■ **ASSIGNED TASK**: If a line in the entries below includes the string "source", copy it out.

[[ RECORDS FOR THE EXERCISE open ]]

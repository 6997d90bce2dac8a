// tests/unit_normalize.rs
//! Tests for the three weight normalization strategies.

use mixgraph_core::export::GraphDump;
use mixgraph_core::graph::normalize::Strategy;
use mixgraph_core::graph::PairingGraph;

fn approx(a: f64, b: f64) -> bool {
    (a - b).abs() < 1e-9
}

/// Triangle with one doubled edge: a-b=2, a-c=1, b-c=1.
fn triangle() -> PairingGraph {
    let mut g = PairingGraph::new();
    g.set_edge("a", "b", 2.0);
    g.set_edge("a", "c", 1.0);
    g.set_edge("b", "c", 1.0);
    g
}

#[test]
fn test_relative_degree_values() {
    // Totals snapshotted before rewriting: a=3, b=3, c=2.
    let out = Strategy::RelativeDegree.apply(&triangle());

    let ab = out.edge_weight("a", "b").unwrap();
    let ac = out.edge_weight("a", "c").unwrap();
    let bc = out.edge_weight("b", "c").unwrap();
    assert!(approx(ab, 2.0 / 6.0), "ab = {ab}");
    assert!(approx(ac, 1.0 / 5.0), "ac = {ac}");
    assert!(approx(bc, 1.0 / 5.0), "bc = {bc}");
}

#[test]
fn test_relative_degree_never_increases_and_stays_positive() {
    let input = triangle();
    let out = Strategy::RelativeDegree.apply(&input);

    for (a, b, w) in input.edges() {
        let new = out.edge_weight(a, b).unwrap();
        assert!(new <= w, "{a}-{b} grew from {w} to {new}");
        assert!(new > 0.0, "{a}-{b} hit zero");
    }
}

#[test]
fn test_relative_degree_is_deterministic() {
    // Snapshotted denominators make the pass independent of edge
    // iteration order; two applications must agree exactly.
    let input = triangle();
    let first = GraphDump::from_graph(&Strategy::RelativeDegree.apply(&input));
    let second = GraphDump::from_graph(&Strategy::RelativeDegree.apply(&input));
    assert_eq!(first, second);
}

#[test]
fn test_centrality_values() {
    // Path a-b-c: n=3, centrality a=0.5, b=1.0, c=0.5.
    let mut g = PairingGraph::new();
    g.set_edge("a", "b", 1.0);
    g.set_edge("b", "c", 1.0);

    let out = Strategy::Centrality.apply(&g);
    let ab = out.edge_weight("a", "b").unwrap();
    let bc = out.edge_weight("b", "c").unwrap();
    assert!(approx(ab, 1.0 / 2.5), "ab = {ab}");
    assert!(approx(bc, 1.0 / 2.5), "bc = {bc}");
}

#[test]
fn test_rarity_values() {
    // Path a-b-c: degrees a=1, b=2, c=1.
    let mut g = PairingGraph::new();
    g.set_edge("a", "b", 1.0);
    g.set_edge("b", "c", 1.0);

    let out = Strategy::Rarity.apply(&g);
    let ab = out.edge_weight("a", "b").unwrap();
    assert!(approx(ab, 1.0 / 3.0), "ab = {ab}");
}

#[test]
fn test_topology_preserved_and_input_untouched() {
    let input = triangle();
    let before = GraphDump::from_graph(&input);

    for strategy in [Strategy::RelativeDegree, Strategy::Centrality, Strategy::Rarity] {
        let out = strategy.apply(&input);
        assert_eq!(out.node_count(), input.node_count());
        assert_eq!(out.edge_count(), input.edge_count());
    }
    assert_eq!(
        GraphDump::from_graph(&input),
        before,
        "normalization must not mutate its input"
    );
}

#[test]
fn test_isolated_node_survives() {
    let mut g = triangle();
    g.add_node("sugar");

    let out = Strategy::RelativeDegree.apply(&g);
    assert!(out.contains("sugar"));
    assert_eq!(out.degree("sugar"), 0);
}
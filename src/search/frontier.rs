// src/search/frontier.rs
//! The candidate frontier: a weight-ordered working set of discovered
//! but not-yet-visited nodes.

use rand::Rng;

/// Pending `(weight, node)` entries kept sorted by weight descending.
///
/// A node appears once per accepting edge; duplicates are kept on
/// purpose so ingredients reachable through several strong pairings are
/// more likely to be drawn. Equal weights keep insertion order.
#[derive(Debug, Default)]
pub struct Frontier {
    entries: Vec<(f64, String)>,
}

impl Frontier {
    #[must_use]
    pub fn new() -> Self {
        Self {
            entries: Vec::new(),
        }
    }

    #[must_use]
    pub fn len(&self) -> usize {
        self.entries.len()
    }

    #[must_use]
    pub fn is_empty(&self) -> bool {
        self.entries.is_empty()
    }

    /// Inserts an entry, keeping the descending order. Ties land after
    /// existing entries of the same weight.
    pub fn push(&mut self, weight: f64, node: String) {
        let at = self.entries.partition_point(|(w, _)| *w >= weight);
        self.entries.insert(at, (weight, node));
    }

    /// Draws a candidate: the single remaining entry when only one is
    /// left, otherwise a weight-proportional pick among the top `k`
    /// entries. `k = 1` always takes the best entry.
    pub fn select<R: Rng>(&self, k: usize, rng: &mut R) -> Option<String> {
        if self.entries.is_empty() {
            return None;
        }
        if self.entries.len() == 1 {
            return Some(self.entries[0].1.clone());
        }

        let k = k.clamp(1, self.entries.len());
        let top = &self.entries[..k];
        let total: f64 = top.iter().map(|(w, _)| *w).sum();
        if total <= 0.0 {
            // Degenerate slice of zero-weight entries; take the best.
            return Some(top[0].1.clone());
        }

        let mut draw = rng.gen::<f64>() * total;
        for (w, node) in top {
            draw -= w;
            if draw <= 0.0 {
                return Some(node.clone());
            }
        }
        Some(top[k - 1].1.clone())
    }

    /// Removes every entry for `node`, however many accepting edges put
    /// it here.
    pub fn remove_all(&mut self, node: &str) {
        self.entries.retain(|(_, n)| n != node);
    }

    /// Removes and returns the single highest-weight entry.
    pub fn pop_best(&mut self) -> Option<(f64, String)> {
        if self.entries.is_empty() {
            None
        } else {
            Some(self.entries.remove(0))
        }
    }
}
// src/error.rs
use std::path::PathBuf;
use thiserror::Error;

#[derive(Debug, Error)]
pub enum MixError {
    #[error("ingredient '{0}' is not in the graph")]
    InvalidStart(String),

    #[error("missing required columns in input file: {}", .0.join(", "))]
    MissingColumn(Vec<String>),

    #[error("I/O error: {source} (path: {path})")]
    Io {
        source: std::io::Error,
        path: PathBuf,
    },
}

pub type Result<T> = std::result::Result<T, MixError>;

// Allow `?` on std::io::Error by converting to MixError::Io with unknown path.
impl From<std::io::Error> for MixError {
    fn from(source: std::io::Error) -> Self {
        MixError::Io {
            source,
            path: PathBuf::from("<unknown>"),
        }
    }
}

[[ RECORDS FOR THE EXERCISE closed ]]

■ **REPLY TO THE TASK**:
    #[error("I/O error: {source} (path: {path})")]
        source: std::io::Error,
    fn from(source: std::io::Error) -> Self {
            source,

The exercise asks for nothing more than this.